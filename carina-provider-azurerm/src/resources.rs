//! Resource handler framework and registry
//!
//! Each Azure resource type implements `ArmResource`, each data source
//! `ArmDataSource`. The provider looks handlers up by type name.

use std::collections::HashMap;

use async_trait::async_trait;
use carina_provider_sdk::provider::{ProviderError, ProviderResult, ResourceType};
use carina_provider_sdk::resource::{Resource, ResourceId, State, Value};
use carina_provider_sdk::schema::ResourceSchema;
use carina_provider_sdk::timeouts::Timeouts;

use crate::client::ArmClient;
use crate::config::Features;
use crate::services;

/// What every handler needs to talk to Azure
#[derive(Clone)]
pub struct ArmContext {
    pub client: ArmClient,
    pub features: Features,
}

impl ArmContext {
    pub fn new(client: ArmClient, features: Features) -> Self {
        Self { client, features }
    }

    pub fn subscription_id(&self) -> &str {
        self.client.subscription_id()
    }
}

/// A managed Azure resource type
#[async_trait]
pub trait ArmResource: Send + Sync {
    fn type_name(&self) -> &'static str;

    fn schema(&self) -> ResourceSchema;

    fn timeouts(&self) -> Timeouts {
        Timeouts::default()
    }

    /// Create from prepared, validated attributes
    async fn create(
        &self,
        ctx: &ArmContext,
        id: &ResourceId,
        attrs: &HashMap<String, Value>,
    ) -> ProviderResult<State>;

    /// Read by ARM ID; a vanished resource is `State::not_found`
    async fn read(&self, ctx: &ArmContext, id: &ResourceId, identifier: &str)
    -> ProviderResult<State>;

    async fn update(
        &self,
        ctx: &ArmContext,
        id: &ResourceId,
        identifier: &str,
        from: &State,
        to: &HashMap<String, Value>,
    ) -> ProviderResult<State>;

    /// Delete by ARM ID; a vanished resource is not an error
    async fn delete(&self, ctx: &ArmContext, id: &ResourceId, identifier: &str)
    -> ProviderResult<()>;
}

/// A read-only Azure lookup
#[async_trait]
pub trait ArmDataSource: Send + Sync {
    fn type_name(&self) -> &'static str;

    fn schema(&self) -> ResourceSchema;

    fn timeouts(&self) -> Timeouts {
        Timeouts::default()
    }

    async fn read(&self, ctx: &ArmContext, resource: &Resource) -> ProviderResult<State>;
}

/// Refuse to create a resource that already exists outside of state
///
/// Skipped when `resources_must_be_imported` is off.
pub async fn import_as_exists_check(
    ctx: &ArmContext,
    resource_type: &str,
    path: &str,
    api_version: &str,
) -> ProviderResult<()> {
    if !ctx.features.resources_must_be_imported {
        return Ok(());
    }

    log::debug!("Checking for an existing {} at {}", resource_type, path);
    let existing = ctx.client.exists(path, api_version).await.map_err(|e| {
        e.with_context(format!(
            "Error checking for presence of existing {} {:?}",
            resource_type, path
        ))
    })?;

    match existing {
        Some(existing_id) => Err(ProviderError::already_exists(resource_type, &existing_id)),
        None => Ok(()),
    }
}

/// Every managed resource type
pub fn resources() -> Vec<Box<dyn ArmResource>> {
    vec![
        Box::new(services::resource::ResourceGroup),
        Box::new(services::network::PrivateLinkService),
        Box::new(services::privatedns::PrivateDnsZone),
        Box::new(services::privatedns::PrivateDnsAaaaRecord),
        Box::new(services::portal::Dashboard),
        Box::new(services::netapp::NetAppAccount),
    ]
}

/// Every data source
pub fn data_sources() -> Vec<Box<dyn ArmDataSource>> {
    vec![
        Box::new(services::network::PrivateLinkEndpointConnection),
        Box::new(services::advisor::AdvisorRecommendations),
    ]
}

/// Schema and timeouts of a handler, as seen by Carina
struct HandlerType {
    name: &'static str,
    schema: ResourceSchema,
    timeouts: Timeouts,
    data_source: bool,
}

impl ResourceType for HandlerType {
    fn name(&self) -> &'static str {
        self.name
    }

    fn schema(&self) -> ResourceSchema {
        self.schema.clone()
    }

    fn timeouts(&self) -> Timeouts {
        self.timeouts
    }

    fn is_data_source(&self) -> bool {
        self.data_source
    }
}

/// Returns all resource types and data sources supported by this provider
pub fn resource_types() -> Vec<Box<dyn ResourceType>> {
    let managed = resources().into_iter().map(|r| {
        Box::new(HandlerType {
            name: r.type_name(),
            schema: r.schema(),
            timeouts: r.timeouts(),
            data_source: false,
        }) as Box<dyn ResourceType>
    });
    let lookups = data_sources().into_iter().map(|d| {
        Box::new(HandlerType {
            name: d.type_name(),
            schema: d.schema(),
            timeouts: d.timeouts(),
            data_source: true,
        }) as Box<dyn ResourceType>
    });
    managed.chain(lookups).collect()
}

#[cfg(test)]
mod tests {
    use super::*;
    use std::collections::HashSet;

    #[test]
    fn type_names_are_unique_and_prefixed() {
        let types = resource_types();
        let names: HashSet<&str> = types.iter().map(|t| t.name()).collect();
        assert_eq!(names.len(), types.len());
        assert!(names.iter().all(|n| n.starts_with("azurerm_")));
    }

    #[test]
    fn schemas_match_their_type_names() {
        for t in resource_types() {
            assert_eq!(t.schema().resource_type, t.name());
        }
    }

    #[test]
    fn data_sources_are_flagged() {
        let types = resource_types();
        let advisor = types
            .iter()
            .find(|t| t.name() == "azurerm_advisor_recommendations")
            .unwrap();
        assert!(advisor.is_data_source());
        assert_eq!(advisor.timeouts().read, std::time::Duration::from_secs(600));

        let rg = types
            .iter()
            .find(|t| t.name() == "azurerm_resource_group")
            .unwrap();
        assert!(!rg.is_data_source());
    }
}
= = = = = = =
All of the records need to be transcribed exactly.

filename carina-provider-azurerm/src/resources.rs
//! Resource handler framework and registry
//!
//! Each Azure resource type implements `ArmResource`, each data source
//! `ArmDataSource`. The provider looks handlers up by type name.

use std::collections::HashMap;

use async_trait::async_trait;
use carina_provider_sdk::provider::{ProviderError, ProviderResult, ResourceType};
use carina_provider_sdk::resource::{Resource, ResourceId, State, Value};
use carina_provider_sdk::schema::ResourceSchema;
use carina_provider_sdk::timeouts::Timeouts;

use crate::client::ArmClient;
use crate::config::Features;
use crate::services;

/// What every handler needs to talk to Azure
#[derive(Clone)]
pub struct ArmContext {
    pub client: ArmClient,
    pub features: Features,
}

impl ArmContext {
    pub fn new(client: ArmClient, features: Features) -> Self {
        Self { client, features }
    }

    pub fn subscription_id(&self) -> &str {
        self.client.subscription_id()
    }
}

/// A managed Azure resource type
#[async_trait]
pub trait ArmResource: Send + Sync {
    fn type_name(&self) -> &'static str;

    fn schema(&self) -> ResourceSchema;

    fn timeouts(&self) -> Timeouts {
        Timeouts::default()
    }

    /// Create from prepared, validated attributes
    async fn create(
        &self,
        ctx: &ArmContext,
        id: &ResourceId,
        attrs: &HashMap<String, Value>,
    ) -> ProviderResult<State>;

    /// Read by ARM ID; a vanished resource is `State::not_found`
    async fn read(&self, ctx: &ArmContext, id: &ResourceId, identifier: &str)
    -> ProviderResult<State>;

    async fn update(
        &self,
        ctx: &ArmContext,
        id: &ResourceId,
        identifier: &str,
        from: &State,
        to: &HashMap<String, Value>,
    ) -> ProviderResult<State>;

    /// Delete by ARM ID; a vanished resource is not an error
    async fn delete(&self, ctx: &ArmContext, id: &ResourceId, identifier: &str)
    -> ProviderResult<()>;
}

/// A read-only Azure lookup
#[async_trait]
pub trait ArmDataSource: Send + Sync {
    fn type_name(&self) -> &'static str;

    fn schema(&self) -> ResourceSchema;

    fn timeouts(&self) -> Timeouts {
        Timeouts::default()
    }

    async fn read(&self, ctx: &ArmContext, resource: &Resource) -> ProviderResult<State>;
}

/// Refuse to create a resource that already exists outside of state
///
/// Skipped when `resources_must_be_imported` is off.
pub async fn import_as_exists_check(
    ctx: &ArmContext,
    resource_type: &str,
    path: &str,
    api_version: &str,
) -> ProviderResult<()> {
    if !ctx.features.resources_must_be_imported {
        return Ok(());
    }

    log::debug!("Checking for an existing {} at {}", resource_type, path);
    let existing = ctx.client.exists(path, api_version).await.map_err(|e| {
        e.with_context(format!(
            "Error checking for presence of existing {} {:?}",
            resource_type, path
        ))
    })?;

    match existing {
        Some(existing_id) => Err(ProviderError::already_exists(resource_type, &existing_id)),
        None => Ok(()),
    }
}

/// Every managed resource type
pub fn resources() -> Vec<Box<dyn ArmResource>> {
    vec![
        Box::new(services::resource::ResourceGroup),
        Box::new(services::network::PrivateLinkService),
        Box::new(services::privatedns::PrivateDnsZone),
        Box::new(services::privatedns::PrivateDnsAaaaRecord),
        Box::new(services::portal::Dashboard),
        Box::new(services::netapp::NetAppAccount),
    ]
}

/// Every data source
pub fn data_sources() -> Vec<Box<dyn ArmDataSource>> {
    vec![
        Box::new(services::network::PrivateLinkEndpointConnection),
        Box::new(services::advisor::AdvisorRecommendations),
    ]
}

/// Schema and timeouts of a handler, as seen by Carina
struct HandlerType {
    name: &'static str,
    schema: ResourceSchema,
    timeouts: Timeouts,
    data_source: bool,
}

impl ResourceType for HandlerType {
    fn name(&self) -> &'static str {
        self.name
    }

    fn schema(&self) -> ResourceSchema {
        self.schema.clone()
    }

    fn timeouts(&self) -> Timeouts {
        self.timeouts
    }

    fn is_data_source(&self) -> bool {
        self.data_source
    }
}

/// Returns all resource types and data sources supported by this provider
pub fn resource_types() -> Vec<Box<dyn ResourceType>> {
    let managed = resources().into_iter().map(|r| {
        Box::new(HandlerType {
            name: r.type_name(),
            schema: r.schema(),
            timeouts: r.timeouts(),
            data_source: false,
        }) as Box<dyn ResourceType>
    });
    let lookups = data_sources().into_iter().map(|d| {
        Box::new(HandlerType {
            name: d.type_name(),
            schema: d.schema(),
            timeouts: d.timeouts(),
            data_source: true,
        }) as Box<dyn ResourceType>
    });
    managed.chain(lookups).collect()
}

#[cfg(test)]
mod tests {
    use super::*;
    use std::collections::HashSet;

    #[test]
    fn type_names_are_unique_and_prefixed() {
        let types = resource_types();
        let names: HashSet<&str> = types.iter().map(|t| t.name()).collect();
        assert_eq!(names.len(), types.len());
        assert!(names.iter().all(|n| n.starts_with("azurerm_")));
    }

    #[test]
    fn schemas_match_their_type_names() {
        for t in resource_types() {
            assert_eq!(t.schema().resource_type, t.name());
        }
    }

    #[test]
    fn data_sources_are_flagged() {
        let types = resource_types();
        let advisor = types
            .iter()
            .find(|t| t.name() == "azurerm_advisor_recommendations")
            .unwrap();
        assert!(advisor.is_data_source());
        assert_eq!(advisor.timeouts().read, std::time::Duration::from_secs(600));

        let rg = types
            .iter()
            .find(|t| t.name() == "azurerm_resource_group")
            .unwrap();
        assert!(!rg.is_data_source());
    }
}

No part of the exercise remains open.